Says BTM_Pix about the development:
“I few days later, I had the time to look over the data and was dreading having to sift through it to create yet another different version. To say I had a slight eyebrow raise when looking at the first few lines would be an understatement.
“Whilst the Leica T had some similarities to the original Panasonic protocol, what I was looking at from the Q wasn’t just similar to the original Panasonic protocol, it actually WAS the Panasonic protocol.”
So Panasonic has been involved in L-mount on the technical side for a LONG TIME, but it is Leica who hold the license to invite other companies into the fold and use the mount. That’s how Sigma got involved.
You’ll notice from the Leica SL that the mount is considerably smaller in diameter than the Nikon Z7, does that put the Panasonic S1R at a disadvantage? Not according to Sigma in their interview with DPReview at Photokina. CEO Kazuto Yamaki claims slower aperture, smaller lenses on a wide diameter mount like Nikon Z will have a funnel shape where the back of the lens is larger than the front, which is obviously undesirable aesthetically.

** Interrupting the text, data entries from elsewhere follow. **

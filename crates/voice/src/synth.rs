use async_trait::async_trait;
use secrecy::{ExposeSecret, Secret};
use serde::{Deserialize, Serialize};
use tokio_util::sync::CancellationToken;
use ttsrelay_protocol::{VoiceParams, SYNTHESIS_TIMEOUT_MS};

use crate::error::{Error, Result};

/// Result of a successful synthesis call (§6).
#[derive(Debug, Clone, PartialEq)]
pub struct SynthesizedAudio {
    pub url: String,
    pub provider_id: String,
}

/// The per-channel engine's view of the TTS synthesizer (§4.1 step 5).
/// Implementations must be cancel-safe: when `cancel` fires mid-flight the
/// call returns `Error::AbortedByCaller`, distinguishable from
/// `UpstreamFailure` per §5.
#[async_trait]
pub trait TtsSynthesizer: Send + Sync {
    async fn synthesize(
        &self,
        text: &str,
        voice: &VoiceParams,
        cancel: CancellationToken,
    ) -> Result<SynthesizedAudio>;
}

/// Output audio format and sync-mode knob, not part of [`VoiceParams`]
/// because they are provider-call concerns rather than per-viewer
/// preferences.
#[derive(Debug, Clone)]
pub struct SynthesisOptions {
    pub format: String,
}

impl Default for SynthesisOptions {
    fn default() -> Self {
        Self {
            format: "mp3".to_string(),
        }
    }
}

/// reqwest-based client for the external TTS synthesizer (§6).
pub struct HttpTtsSynthesizer {
    client: reqwest::Client,
    base_url: String,
    api_key: Secret<String>,
    options: SynthesisOptions,
}

impl std::fmt::Debug for HttpTtsSynthesizer {
    fn fmt(&self, f: &mut std::fmt::Formatter<'_>) -> std::fmt::Result {
        f.debug_struct("HttpTtsSynthesizer")
            .field("base_url", &self.base_url)
            .field("api_key", &"[REDACTED]")
            .finish()
    }
}

impl HttpTtsSynthesizer {
    pub fn new(base_url: impl Into<String>, api_key: Secret<String>) -> Self {
        Self {
            client: reqwest::Client::new(),
            base_url: base_url.into(),
            api_key,
            options: SynthesisOptions::default(),
        }
    }

    pub fn with_options(mut self, options: SynthesisOptions) -> Self {
        self.options = options;
        self
    }
}

#[derive(Debug, Serialize)]
struct SynthesizeBody<'a> {
    text: &'a str,
    voice_id: &'a str,
    speed: f32,
    volume: f32,
    pitch: i32,
    emotion: &'a str,
    language_boost: &'a str,
    english_normalization: bool,
    sample_rate: u32,
    bitrate: u32,
    channel: &'a str,
    format: &'a str,
    enable_sync_mode: bool,
}

#[derive(Debug, Deserialize)]
struct SynthesizeResponse {
    data: Option<SynthesizeData>,
    #[serde(default)]
    error: Option<String>,
}

#[derive(Debug, Deserialize)]
struct SynthesizeData {
    #[allow(dead_code)]
    status: String,
    outputs: Vec<String>,
    id: String,
}

#[async_trait]
impl TtsSynthesizer for HttpTtsSynthesizer {
    async fn synthesize(
        &self,
        text: &str,
        voice: &VoiceParams,
        cancel: CancellationToken,
    ) -> Result<SynthesizedAudio> {
        let body = SynthesizeBody {
            text,
            voice_id: &voice.voice_id,
            speed: voice.speed,
            volume: voice.volume,
            pitch: voice.pitch,
            emotion: &voice.emotion,
            language_boost: &voice.language_boost,
            english_normalization: voice.english_normalization,
            sample_rate: voice.sample_rate,
            bitrate: voice.bitrate,
            channel: voice.channel.as_wire(),
            format: &self.options.format,
            enable_sync_mode: true,
        };

        let request = self
            .client
            .post(format!("{}/synthesize", self.base_url))
            .bearer_auth(self.api_key.expose_secret())
            .json(&body)
            .send();

        let response = tokio::select! {
            biased;
            _ = cancel.cancelled() => return Err(Error::AbortedByCaller),
            result = tokio::time::timeout(
                std::time::Duration::from_millis(SYNTHESIS_TIMEOUT_MS),
                request,
            ) => result
                .map_err(|_| Error::UpstreamFailure("synthesis timed out".to_string()))??,
        };

        if !response.status().is_success() {
            let status = response.status();
            let body_text = response.text().await.unwrap_or_default();
            return Err(classify_failure(status.as_u16(), &body_text));
        }

        let parsed: SynthesizeResponse = response.json().await?;
        if let Some(err) = parsed.error {
            return Err(classify_failure(0, &err));
        }
        let data = parsed
            .data
            .ok_or_else(|| Error::UpstreamFailure("missing data in response".to_string()))?;
        let url = data
            .outputs
            .into_iter()
            .next()
            .ok_or_else(|| Error::UpstreamFailure("no output url returned".to_string()))?;

        Ok(SynthesizedAudio {
            url,
            provider_id: data.id,
        })
    }
}

/// Maps a failed response to `InvalidVoice` when the error text mentions
/// `voice_id`, else `UpstreamFailure` (§6).
fn classify_failure(status: u16, body: &str) -> Error {
    if body.contains("voice_id") {
        Error::InvalidVoice(body.to_string())
    } else {
        Error::UpstreamFailure(format!("status={status} body={body}"))
    }
}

The wonderful thing for Leica SL users is that the life of that camera just got extended. System ownership will be much more affordable next year when Sigma release native ART primes with AF for L mount. No longer are we locked into Leica’s expensive optics exclusively.
“We’ll start shipping our first L mount lenses sometime in the middle of next year.” – Sigma CEO
As for EOS R and Z mount, it’s a HUGE mistake for Canon and Nikon not to license the mount to Sigma and other manufacturers.

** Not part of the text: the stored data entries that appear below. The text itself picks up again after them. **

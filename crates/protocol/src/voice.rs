use serde::{Deserialize, Serialize};

/// Documented parameter ranges (§6). Concrete bounds for the provider in use.
pub const TTS_PITCH_MIN: i32 = -12;
pub const TTS_PITCH_MAX: i32 = 12;
pub const TTS_SPEED_MIN: f32 = 0.5;
pub const TTS_SPEED_MAX: f32 = 2.0;

pub const EMOTIONS: &[&str] = &[
    "neutral", "happy", "sad", "angry", "fearful", "disgusted", "surprised",
];

pub const LANGUAGE_BOOSTS: &[&str] = &[
    "auto", "english", "chinese", "japanese", "korean", "french", "german", "spanish",
];

/// Fully-resolved voice parameters attached to a work item at enqueue time.
#[derive(Debug, Clone, PartialEq, Serialize, Deserialize)]
pub struct VoiceParams {
    pub voice_id: String,
    pub pitch: i32,
    pub speed: f32,
    pub emotion: String,
    pub language_boost: String,
    pub english_normalization: bool,
    pub volume: f32,
    pub sample_rate: u32,
    pub bitrate: u32,
    pub channel: ChannelCount,
}

#[derive(Debug, Clone, Copy, PartialEq, Eq, Serialize, Deserialize)]
pub enum ChannelCount {
    Mono,
    Stereo,
}

impl ChannelCount {
    pub fn as_wire(self) -> &'static str {
        match self {
            ChannelCount::Mono => "1",
            ChannelCount::Stereo => "2",
        }
    }
}

impl VoiceParams {
    /// System defaults, lowest in the precedence chain (§4.1).
    pub fn system_default() -> Self {
        Self {
            voice_id: "Wise_Woman".to_string(),
            pitch: 0,
            speed: 1.0,
            emotion: "neutral".to_string(),
            language_boost: "auto".to_string(),
            english_normalization: false,
            volume: 1.0,
            sample_rate: 32_000,
            bitrate: 128_000,
            channel: ChannelCount::Mono,
        }
    }
}

/// Maps legacy values recorded in §6's parameter-range note.
pub fn normalize_language_boost(raw: &str) -> String {
    match raw {
        "None" | "Automatic" => "auto".to_string(),
        other => other.to_string(),
    }
}

/// "auto" is not a valid emotion tag; it collapses to "neutral".
pub fn normalize_emotion(raw: &str) -> String {
    if raw.eq_ignore_ascii_case("auto") {
        "neutral".to_string()
    } else {
        raw.to_string()
    }
}

/// A partial override of voice parameters, as supplied by per-call overrides,
/// viewer preferences, or channel defaults. Every field optional so precedence
/// resolution (§4.1) can fall through independently per field.
#[derive(Debug, Clone, Default, PartialEq, Serialize, Deserialize)]
pub struct VoiceOverride {
    pub voice_id: Option<String>,
    pub pitch: Option<i32>,
    pub speed: Option<f32>,
    pub emotion: Option<String>,
    pub language_boost: Option<String>,
    pub english_normalization: Option<bool>,
}

impl VoiceOverride {
    /// Apply `self` on top of `base`, taking `self`'s fields when present.
    pub fn layer_over(&self, base: VoiceParams) -> VoiceParams {
        VoiceParams {
            voice_id: self.voice_id.clone().unwrap_or(base.voice_id),
            pitch: self.pitch.unwrap_or(base.pitch),
            speed: self.speed.unwrap_or(base.speed),
            emotion: self.emotion.clone().unwrap_or(base.emotion),
            language_boost: self.language_boost.clone().unwrap_or(base.language_boost),
            english_normalization: self
                .english_normalization
                .unwrap_or(base.english_normalization),
            ..base
        }
    }

    pub fn is_empty(&self) -> bool {
        self.voice_id.is_none()
            && self.pitch.is_none()
            && self.speed.is_none()
            && self.emotion.is_none()
            && self.language_boost.is_none()
            && self.english_normalization.is_none()
    }
}

/// Resolve a fully layered [`VoiceParams`] from highest-to-lowest precedence
/// overrides, per the table in §4.1. Each layer is applied in order so a
/// missing field at a higher layer falls through to the next.
pub fn resolve_voice_params(layers: &[&VoiceOverride]) -> VoiceParams {
    let mut params = VoiceParams::system_default();
    for layer in layers.iter().rev() {
        params = layer.layer_over(params);
    }
    params
}

#[cfg(test)]
mod tests {
    use super::*;

    #[test]
    fn layering_falls_through_missing_fields() {
        let call_override = VoiceOverride {
            voice_id: Some("Custom".into()),
            ..Default::default()
        };
        let viewer_pref = VoiceOverride {
            pitch: Some(5),
            voice_id: Some("ViewerVoice".into()),
            ..Default::default()
        };
        let channel_default = VoiceOverride {
            speed: Some(1.5),
            ..Default::default()
        };

        let resolved = resolve_voice_params(&[&call_override, &viewer_pref, &channel_default]);
        assert_eq!(resolved.voice_id, "Custom");
        assert_eq!(resolved.pitch, 5);
        assert_eq!(resolved.speed, 1.5);
        assert_eq!(resolved.emotion, "neutral");
    }

    #[test]
    fn no_overrides_yields_system_default() {
        let resolved = resolve_voice_params(&[]);
        assert_eq!(resolved, VoiceParams::system_default());
    }

    #[test]
    fn normalize_language_boost_maps_legacy_values() {
        assert_eq!(normalize_language_boost("None"), "auto");
        assert_eq!(normalize_language_boost("Automatic"), "auto");
        assert_eq!(normalize_language_boost("french"), "french");
    }

    #[test]
    fn normalize_emotion_maps_auto_to_neutral() {
        assert_eq!(normalize_emotion("auto"), "neutral");
        assert_eq!(normalize_emotion("happy"), "happy");
    }
}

“We have a great interest in the two new systems but right now I have no plans.” – Sigma CEO
Given the number of people who bought Sigma’s ART lenses for EF and F mount DSLRs, to not have native versions of these for Canon and Nikon mirrorless cameras puts those systems at a significant disadvantage vs the Panasonic S1R and Leica SL.
Using the EF mount lenses via an adapter on an EOS R works, but it’s not the same as having a native lens especially designed for the more modern mount, in terms of the optics, electronics, housing and size.
Sigma put the mirrorless lens sales at 70% in four years vs 30% for DSLRs. Canon and Nikon seem to want to take as much of that growing market of lenses for themselves as possible before inviting anybody else in, and that’s to the detriment of the customer who might choose to buy a Sony, Leica or Panasonic instead or even Sigma’s new L mount mirrorless camera with full frame Foveon sensor. Based on my experience of the latest Foveon sensor in the Quattro SD, it’s one of the most film like of ALL sensors at low ISOs for colour and resolution. A further step and the new mount will make a full frame Quattro a very appealing option for photography.
The Olympus and Fujifilm link
What became clear after Photokina was that Olympus appear to be working on full frame lenses, but have not shown an interest in using L-mount. Likewise, Leica have not invited Olympus to the fray. Remember, that only Leica can license L-mount to other companies. I have no doubt Olympus will come up with a full frame camera but it looks increasingly likely it won’t be L-mount. Fujifilm meanwhile, are working with Panasonic on a full frame organic sensor. These are showing up with some incredible results in the lab but mass production is still 2-3 years away and it remains to be seen what speed these chips can be run at, which determines how useful they are for video and not just stills. With Fujifilm a key partner with Panasonic on sensors, could Leica license L-mount to Fuji so they can make use of a full frame organic sensor in an X-T3-style body? I’d say the alliance would be even stronger with Fuji involved and it would be another camera for which Fuji, Sigma, Leica and Panasonic could sell lenses.